The best work of Canadian poet Christopher Dewdney sadly remains out of print. This is particularly unfortunate given that a multitude of writers, both Canadian and international, continue to be fascinated and influenced by his writing. To this end, the new selected volume, Children of the Outer Dark, provides a valuable service by giving readers better access to much of Dewdney’s otherwise unavailable poetry.

Dewdney is most typically approached as a poet who attempts the integration of scientific discourse into his poetry. While this is undoubtedly true, nonetheless such an understanding somehow deemphasizes Dewdney’s ability to write devastatingly beautiful lines:

Tonight even the owls

are dreaming on the wing,

soundless flickering stains in

the dark sanctum of night’s night.

They break their predatory silence

with the eerie spectral address

of dream hunters.

Dewdney’s focus, here and elsewhere in this volume, seems more interested in the collisions between man and animal rather than in any detached scientific gaze that neatly preserves nature as a distinct object of study. He seemingly observes scientific data much less than he immerses himself within it:

I am counter-clockwise

and my vertebral column

is made from

the stacked

molars of mastadons.

I click, pivot and slide into

every step.

Elsewhere, Dewdney gives a ludic prognostication of fossil fuels which will “slowly replace the present composition of the atmosphere with the chemical composition of the atmosphere some 200 million years ago.” At such a time, the dead fossils that fuel our cars will have a chance at life again, returning themselves to the optimal conditions for their own survival. Here, Dewdney’s work acquires an ethical edge that seems not unrelated to the recent interest in ecocriticism.

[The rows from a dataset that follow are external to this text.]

//! Rendering boundary for annotations.
//!
//! Drawables never talk to Cairo directly; they render through the
//! [`DrawContext`] trait in device coordinates. [`CairoDrawContext`] is the
//! production implementation, tests substitute a recording context.

use super::color::Color;
use super::font::FontDescriptor;

/// Primitive drawing operations in device coordinates.
pub trait DrawContext {
    /// Pushes the current drawing state (color, line width, dash pattern).
    fn save(&mut self);
    /// Pops the state pushed by the matching [`DrawContext::save`].
    fn restore(&mut self);

    fn set_color(&mut self, color: Color);
    fn set_line_width(&mut self, width: f64);
    /// Sets a dash pattern; an empty slice restores solid strokes.
    fn set_dash(&mut self, dashes: &[f64]);

    fn stroke_line(&mut self, x1: f64, y1: f64, x2: f64, y2: f64);
    fn stroke_rect(&mut self, x: f64, y: f64, w: f64, h: f64);
    fn fill_rect(&mut self, x: f64, y: f64, w: f64, h: f64);
    /// Strokes the ellipse inscribed in the given rectangle.
    fn stroke_ellipse(&mut self, x: f64, y: f64, w: f64, h: f64);
    fn stroke_polyline(&mut self, points: &[(f64, f64)]);

    /// Restricts later drawing to the given rectangle until the next [`DrawContext::restore`].
    fn clip_rect(&mut self, x: f64, y: f64, w: f64, h: f64);

    /// Draws text with its layout box anchored at the top-left `(x, y)`.
    fn draw_text(&mut self, x: f64, y: f64, text: &str, font: &FontDescriptor, size: f64);
}

/// [`DrawContext`] backed by a Cairo context, with text laid out by Pango.
pub struct CairoDrawContext<'a> {
    ctx: &'a cairo::Context,
}

impl<'a> CairoDrawContext<'a> {
    pub fn new(ctx: &'a cairo::Context) -> Self {
        ctx.set_line_cap(cairo::LineCap::Round);
        ctx.set_line_join(cairo::LineJoin::Round);
        Self { ctx }
    }

    fn stroke(&self) {
        if let Err(err) = self.ctx.stroke() {
            log::debug!("Cairo stroke failed: {}", err);
        }
    }

    fn fill(&self) {
        if let Err(err) = self.ctx.fill() {
            log::debug!("Cairo fill failed: {}", err);
        }
    }

    fn trace_path(&self, points: &[(f64, f64)]) -> bool {
        let Some((&(x0, y0), rest)) = points.split_first() else {
            return false;
        };
        self.ctx.move_to(x0, y0);
        for &(x, y) in rest {
            self.ctx.line_to(x, y);
        }
        true
    }
}

impl DrawContext for CairoDrawContext<'_> {
    fn save(&mut self) {
        let _ = self.ctx.save();
    }

    fn restore(&mut self) {
        let _ = self.ctx.restore();
    }

    fn set_color(&mut self, color: Color) {
        self.ctx.set_source_rgba(color.r, color.g, color.b, color.a);
    }

    fn set_line_width(&mut self, width: f64) {
        self.ctx.set_line_width(width);
    }

    fn set_dash(&mut self, dashes: &[f64]) {
        self.ctx.set_dash(dashes, 0.0);
    }

    fn stroke_line(&mut self, x1: f64, y1: f64, x2: f64, y2: f64) {
        self.ctx.move_to(x1, y1);
        self.ctx.line_to(x2, y2);
        self.stroke();
    }

    fn stroke_rect(&mut self, x: f64, y: f64, w: f64, h: f64) {
        self.ctx.rectangle(x, y, w, h);
        self.stroke();
    }

    fn fill_rect(&mut self, x: f64, y: f64, w: f64, h: f64) {
        self.ctx.rectangle(x, y, w, h);
        self.fill();
    }

    fn stroke_ellipse(&mut self, x: f64, y: f64, w: f64, h: f64) {
        let rx = w / 2.0;
        let ry = h / 2.0;
        if rx <= 0.0 || ry <= 0.0 {
            // Degenerate ellipse collapses to a line
            self.stroke_line(x, y, x + w, y + h);
            return;
        }

        // Scale a unit circle, then stroke in the original space so the
        // line width stays uniform.
        let _ = self.ctx.save();
        self.ctx.translate(x + rx, y + ry);
        self.ctx.scale(rx, ry);
        self.ctx.arc(0.0, 0.0, 1.0, 0.0, std::f64::consts::PI * 2.0);
        let _ = self.ctx.restore();
        self.stroke();
    }

    fn stroke_polyline(&mut self, points: &[(f64, f64)]) {
        if self.trace_path(points) {
            self.stroke();
        }
    }

    fn clip_rect(&mut self, x: f64, y: f64, w: f64, h: f64) {
        self.ctx.rectangle(x, y, w, h);
        self.ctx.clip();
    }

    fn draw_text(&mut self, x: f64, y: f64, text: &str, font: &FontDescriptor, size: f64) {
        if text.is_empty() {
            return;
        }
        let layout = pangocairo::functions::create_layout(self.ctx);
        let font_desc = pango::FontDescription::from_string(&font.to_pango_string(size));
        layout.set_font_description(Some(&font_desc));
        layout.set_text(text);

        self.ctx.move_to(x, y);
        pangocairo::functions::show_layout(self.ctx, &layout);
    }
}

Naturally, any selected volume of poetry falls prey to easy criticism. Needless to say, the selection here is somewhat questionable. Karl Jirgens, the editor, seems to privilege the later Dewdney, whereas critical work seems unanimous in finding his earlier, more experimental work to be more engaging. After all, it’s Dewdney’s earlier work, dripping with hallucinogenics and teeming with surrealist juxtapositions, which garnered him an international audience, so more of it would have been welcomed. Also, I was saddened to find no examples of Dewdney’s visual work, which otherwise are interspersed throughout all of his major texts. This absence is especially glaring given the inclusion of selections from Dewdney’s philosophical writings, which here seem a bit out of place. But though the collection may offer shortcomings, a republishing of Dewdney’s work can only be received graciously with open arms. And even while the book offers a quieter, more subdued side of Dewdney’s work, the reader will still be in for some surprises: For even when his writing is gently purring, it often belies the softest of growls.